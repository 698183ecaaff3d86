use chrono::{DateTime, Timelike, Utc};
use serde::{Deserialize, Serialize};

/// A single quote observation: bid/ask pair at a point in time.
///
/// `timestamp` is seconds since the Unix epoch, as an `f64` so that
/// sub-second gaps between ticks (the `dt` the EWMA and rolling-window
/// primitives need) survive without a separate nanosecond field. `mid`,
/// `hour` and `minute` are derived once at construction rather than
/// recomputed by every metric that reads them.
#[derive(Debug, Clone, Copy, PartialEq, Serialize, Deserialize)]
pub struct Tick {
    pub symbol_id: u32,
    pub timestamp: f64,
    pub bid: f64,
    pub ask: f64,
    pub mid: f64,
    pub hour: u8,
    pub minute: u8,
}

impl Tick {
    /// Builds a tick, deriving `mid`, `hour` and `minute` from `timestamp`.
    ///
    /// Does not validate `bid <= ask` or finiteness; the producer boundary
    /// is responsible for filtering anomalous ticks before they reach the
    /// core (see `io::TickProducer`).
    pub fn new(symbol_id: u32, timestamp: f64, bid: f64, ask: f64) -> Self {
        let mid = (bid + ask) / 2.0;
        let (hour, minute) = wall_clock_components(timestamp);
        Self {
            symbol_id,
            timestamp,
            bid,
            ask,
            mid,
            hour,
            minute,
        }
    }

    pub fn is_valid(&self) -> bool {
        self.bid.is_finite() && self.ask.is_finite() && self.bid <= self.ask
    }
}

/// Derives the UTC wall-clock hour/minute of a seconds-since-epoch timestamp.
fn wall_clock_components(timestamp_secs: f64) -> (u8, u8) {
    let whole_secs = timestamp_secs.floor() as i64;
    let dt: DateTime<Utc> =
        DateTime::from_timestamp(whole_secs, 0).unwrap_or_else(|| DateTime::from_timestamp(0, 0).unwrap());
    (dt.hour() as u8, dt.minute() as u8)
}

#[cfg(test)]
mod tests {
    use super::*;

    #[test]
    fn mid_is_average_of_bid_ask() {
        let tick = Tick::new(0, 0.0, 1.1000, 1.1002);
        assert!((tick.mid - 1.1001).abs() < 1e-12);
    }

    #[test]
    fn hour_minute_derived_from_timestamp() {
        // 2024-01-01T14:30:00Z
        let ts = 1704119400.0;
        let tick = Tick::new(0, ts, 1.1, 1.1);
        assert_eq!(tick.hour, 14);
        assert_eq!(tick.minute, 30);
    }

    #[test]
    fn validity_checks_finiteness_and_ordering() {
        assert!(Tick::new(0, 0.0, 1.0, 1.1).is_valid());
        assert!(!Tick::new(0, 0.0, 1.2, 1.1).is_valid());
        assert!(!Tick::new(0, 0.0, f64::NAN, 1.1).is_valid());
    }
}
┄┄┄┄┄┄┄┄┄┄┄┄┄┄┄┄┄┄┄┄
__Exercise directions__:
Write down only how many lines in the listing contain the word "since".

__Exercise response__:
2